[Saved data entries]
- - - -

//! Request router and handlers. Each handler performs exactly one ledger
//! call and reshapes the result; nothing is cached or retried here.

use std::sync::Arc;

use axum::extract::{Path, Request, State};
use axum::middleware::{self, Next};
use axum::response::Response;
use axum::routing::get;
use axum::{Json, Router};
use chrono::{DateTime, Utc};
use log::info;
use serde::{Deserialize, Serialize};
use tower_http::cors::{Any, CorsLayer};

use crate::errors::GatewayError;
use crate::ledger::LedgerClient;
use crate::models::{Parcel, ParcelHistoryItem};

#[derive(Clone)]
pub struct AppState {
    pub ledger: Arc<LedgerClient>,
}

pub fn router(state: AppState) -> Router {
    let cors = CorsLayer::new()
        .allow_origin(Any)
        .allow_methods(tower_http::cors::AllowMethods::any())
        .allow_headers(Any);
    Router::new()
        .route("/api/parcels", get(list_parcels).post(create_parcel))
        .route("/api/parcels/{id}", get(get_parcel))
        .route("/api/parcels/{id}/history", get(parcel_history))
        .with_state(state)
        .layer(middleware::from_fn(access_log))
        .layer(cors)
}

/// One line per request, before processing.
async fn access_log(req: Request, next: Next) -> Response {
    info!("{} {}", req.method(), req.uri().path());
    next.run(req).await
}

/// Parcel as served over HTTP: integer fields rendered as base-10 strings so
/// large ledger values survive the JSON boundary; `state` stays the raw code.
#[derive(Debug, Serialize, PartialEq, Eq)]
#[serde(rename_all = "camelCase")]
pub struct ParcelOut {
    pub id: String,
    pub price: String,
    pub state: u8,
    pub city: String,
    pub client_full_name: String,
    pub client_phone_number: String,
}

impl From<Parcel> for ParcelOut {
    fn from(p: Parcel) -> Self {
        Self {
            id: p.id.to_string(),
            price: p.price.to_string(),
            state: p.state,
            city: p.city,
            client_full_name: p.client_full_name,
            client_phone_number: p.client_phone_number,
        }
    }
}

async fn list_parcels(State(state): State<AppState>) -> Result<Json<Vec<ParcelOut>>, GatewayError> {
    let parcels = state.ledger.list_parcels().await?;
    Ok(Json(parcels.into_iter().map(ParcelOut::from).collect()))
}

async fn get_parcel(
    State(state): State<AppState>,
    Path(id): Path<String>,
) -> Result<Json<ParcelOut>, GatewayError> {
    let parcel = state.ledger.get_parcel(&id).await?;
    Ok(Json(parcel.into()))
}

#[derive(Deserialize)]
#[serde(rename_all = "camelCase")]
pub struct CreateParcelReq {
    pub price: u64,
    pub state: u8,
    pub city: String,
    pub client_full_name: String,
    pub client_phone_number: String,
}

#[derive(Serialize)]
pub struct CreatedResp {
    pub message: &'static str,
}

async fn create_parcel(
    State(state): State<AppState>,
    Json(req): Json<CreateParcelReq>,
) -> Result<Json<CreatedResp>, GatewayError> {
    let receipt = state
        .ledger
        .create_parcel(req.price, req.state, &req.city, &req.client_full_name, &req.client_phone_number)
        .await?;
    info!("parcel creation confirmed in block {}", receipt.block_number);
    Ok(Json(CreatedResp { message: "Parcel created" }))
}

#[derive(Debug, Serialize)]
pub struct HistoryOut {
    pub status: u8,
    /// Epoch seconds from the ledger, rendered as an RFC 3339 datetime.
    pub timestamp: DateTime<Utc>,
}

async fn parcel_history(
    State(state): State<AppState>,
    Path(id): Path<String>,
) -> Result<Json<Vec<HistoryOut>>, GatewayError> {
    let history = state.ledger.get_parcel_history(&id).await?;
    history.into_iter().map(history_out).collect::<Result<Vec<_>, _>>().map(Json)
}

fn history_out(item: ParcelHistoryItem) -> Result<HistoryOut, GatewayError> {
    let timestamp = i64::try_from(item.timestamp)
        .ok()
        .and_then(|secs| DateTime::from_timestamp(secs, 0))
        .ok_or_else(|| {
            GatewayError::Chain(format!("ledger returned out-of-range timestamp {}", item.timestamp))
        })?;
    Ok(HistoryOut { status: item.status, timestamp })
}

#[cfg(test)]
mod tests {
    use super::*;
    use serde_json::json;

    #[test]
    fn parcel_out_renders_integers_as_decimal_strings() {
        let parcel = Parcel {
            id: 12,
            price: 18_446_744_073_709_551_615,
            state: 2,
            city: "Nantes".into(),
            client_full_name: "Grace Hopper".into(),
            client_phone_number: "+33 9 87 65 43 21".into(),
        };
        let out = serde_json::to_value(ParcelOut::from(parcel)).unwrap();
        assert_eq!(
            out,
            json!({
                "id": "12",
                "price": "18446744073709551615",
                "state": 2,
                "city": "Nantes",
                "clientFullName": "Grace Hopper",
                "clientPhoneNumber": "+33 9 87 65 43 21",
            })
        );
    }

    #[test]
    fn history_timestamps_render_as_dates_not_integers() {
        let out = history_out(ParcelHistoryItem { status: 1, timestamp: 1_700_000_000 }).unwrap();
        let value = serde_json::to_value(&out).unwrap();
        assert_eq!(value, json!({ "status": 1, "timestamp": "2023-11-14T22:13:20Z" }));
    }

    #[test]
    fn out_of_range_history_timestamp_is_a_chain_error() {
        let err = history_out(ParcelHistoryItem { status: 0, timestamp: u64::MAX }).unwrap_err();
        assert!(matches!(err, GatewayError::Chain(_)));
    }

    #[test]
    fn create_request_uses_the_public_field_names() {
        let req: CreateParcelReq = serde_json::from_value(json!({
            "price": 1200,
            "state": 0,
            "city": "Paris",
            "clientFullName": "Ada Lovelace",
            "clientPhoneNumber": "+33 1 23 45 67 89",
        }))
        .unwrap();
        assert_eq!(req.price, 1200);
        assert_eq!(req.client_full_name, "Ada Lovelace");
    }
}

- - - -

Please output each record exactly as it appears above.

//! Request router and handlers. Each handler performs exactly one ledger
//! call and reshapes the result; nothing is cached or retried here.

use std::sync::Arc;

use axum::extract::{Path, Request, State};
use axum::middleware::{self, Next};
use axum::response::Response;
use axum::routing::get;
use axum::{Json, Router};
use chrono::{DateTime, Utc};
use log::info;
use serde::{Deserialize, Serialize};
use tower_http::cors::{Any, CorsLayer};

use crate::errors::GatewayError;
use crate::ledger::LedgerClient;
use crate::models::{Parcel, ParcelHistoryItem};

#[derive(Clone)]
pub struct AppState {
    pub ledger: Arc<LedgerClient>,
}

pub fn router(state: AppState) -> Router {
    let cors = CorsLayer::new()
        .allow_origin(Any)
        .allow_methods(tower_http::cors::AllowMethods::any())
        .allow_headers(Any);
    Router::new()
        .route("/api/parcels", get(list_parcels).post(create_parcel))
        .route("/api/parcels/{id}", get(get_parcel))
        .route("/api/parcels/{id}/history", get(parcel_history))
        .with_state(state)
        .layer(middleware::from_fn(access_log))
        .layer(cors)
}

/// One line per request, before processing.
async fn access_log(req: Request, next: Next) -> Response {
    info!("{} {}", req.method(), req.uri().path());
    next.run(req).await
}

/// Parcel as served over HTTP: integer fields rendered as base-10 strings so
/// large ledger values survive the JSON boundary; `state` stays the raw code.
#[derive(Debug, Serialize, PartialEq, Eq)]
#[serde(rename_all = "camelCase")]
pub struct ParcelOut {
    pub id: String,
    pub price: String,
    pub state: u8,
    pub city: String,
    pub client_full_name: String,
    pub client_phone_number: String,
}

impl From<Parcel> for ParcelOut {
    fn from(p: Parcel) -> Self {
        Self {
            id: p.id.to_string(),
            price: p.price.to_string(),
            state: p.state,
            city: p.city,
            client_full_name: p.client_full_name,
            client_phone_number: p.client_phone_number,
        }
    }
}

async fn list_parcels(State(state): State<AppState>) -> Result<Json<Vec<ParcelOut>>, GatewayError> {
    let parcels = state.ledger.list_parcels().await?;
    Ok(Json(parcels.into_iter().map(ParcelOut::from).collect()))
}

async fn get_parcel(
    State(state): State<AppState>,
    Path(id): Path<String>,
) -> Result<Json<ParcelOut>, GatewayError> {
    let parcel = state.ledger.get_parcel(&id).await?;
    Ok(Json(parcel.into()))
}

#[derive(Deserialize)]
#[serde(rename_all = "camelCase")]
pub struct CreateParcelReq {
    pub price: u64,
    pub state: u8,
    pub city: String,
    pub client_full_name: String,
    pub client_phone_number: String,
}

#[derive(Serialize)]
pub struct CreatedResp {
    pub message: &'static str,
}

async fn create_parcel(
    State(state): State<AppState>,
    Json(req): Json<CreateParcelReq>,
) -> Result<Json<CreatedResp>, GatewayError> {
    let receipt = state
        .ledger
        .create_parcel(req.price, req.state, &req.city, &req.client_full_name, &req.client_phone_number)
        .await?;
    info!("parcel creation confirmed in block {}", receipt.block_number);
    Ok(Json(CreatedResp { message: "Parcel created" }))
}

#[derive(Debug, Serialize)]
pub struct HistoryOut {
    pub status: u8,
    /// Epoch seconds from the ledger, rendered as an RFC 3339 datetime.
    pub timestamp: DateTime<Utc>,
}

async fn parcel_history(
    State(state): State<AppState>,
    Path(id): Path<String>,
) -> Result<Json<Vec<HistoryOut>>, GatewayError> {
    let history = state.ledger.get_parcel_history(&id).await?;
    history.into_iter().map(history_out).collect::<Result<Vec<_>, _>>().map(Json)
}

fn history_out(item: ParcelHistoryItem) -> Result<HistoryOut, GatewayError> {
    let timestamp = i64::try_from(item.timestamp)
        .ok()
        .and_then(|secs| DateTime::from_timestamp(secs, 0))
        .ok_or_else(|| {
            GatewayError::Chain(format!("ledger returned out-of-range timestamp {}", item.timestamp))
        })?;
    Ok(HistoryOut { status: item.status, timestamp })
}

#[cfg(test)]
mod tests {
    use super::*;
    use serde_json::json;

    #[test]
    fn parcel_out_renders_integers_as_decimal_strings() {
        let parcel = Parcel {
            id: 12,
            price: 18_446_744_073_709_551_615,
            state: 2,
            city: "Nantes".into(),
            client_full_name: "Grace Hopper".into(),
            client_phone_number: "+33 9 87 65 43 21".into(),
        };
        let out = serde_json::to_value(ParcelOut::from(parcel)).unwrap();
        assert_eq!(
            out,
            json!({
                "id": "12",
                "price": "18446744073709551615",
                "state": 2,
                "city": "Nantes",
                "clientFullName": "Grace Hopper",
                "clientPhoneNumber": "+33 9 87 65 43 21",
            })
        );
    }

    #[test]
    fn history_timestamps_render_as_dates_not_integers() {
        let out = history_out(ParcelHistoryItem { status: 1, timestamp: 1_700_000_000 }).unwrap();
        let value = serde_json::to_value(&out).unwrap();
        assert_eq!(value, json!({ "status": 1, "timestamp": "2023-11-14T22:13:20Z" }));
    }

    #[test]
    fn out_of_range_history_timestamp_is_a_chain_error() {
        let err = history_out(ParcelHistoryItem { status: 0, timestamp: u64::MAX }).unwrap_err();
        assert!(matches!(err, GatewayError::Chain(_)));
    }

    #[test]
    fn create_request_uses_the_public_field_names() {
        let req: CreateParcelReq = serde_json::from_value(json!({
            "price": 1200,
            "state": 0,
            "city": "Paris",
            "clientFullName": "Ada Lovelace",
            "clientPhoneNumber": "+33 1 23 45 67 89",
        }))
        .unwrap();
        assert_eq!(req.price, 1200);
        assert_eq!(req.client_full_name, "Ada Lovelace");
    }
}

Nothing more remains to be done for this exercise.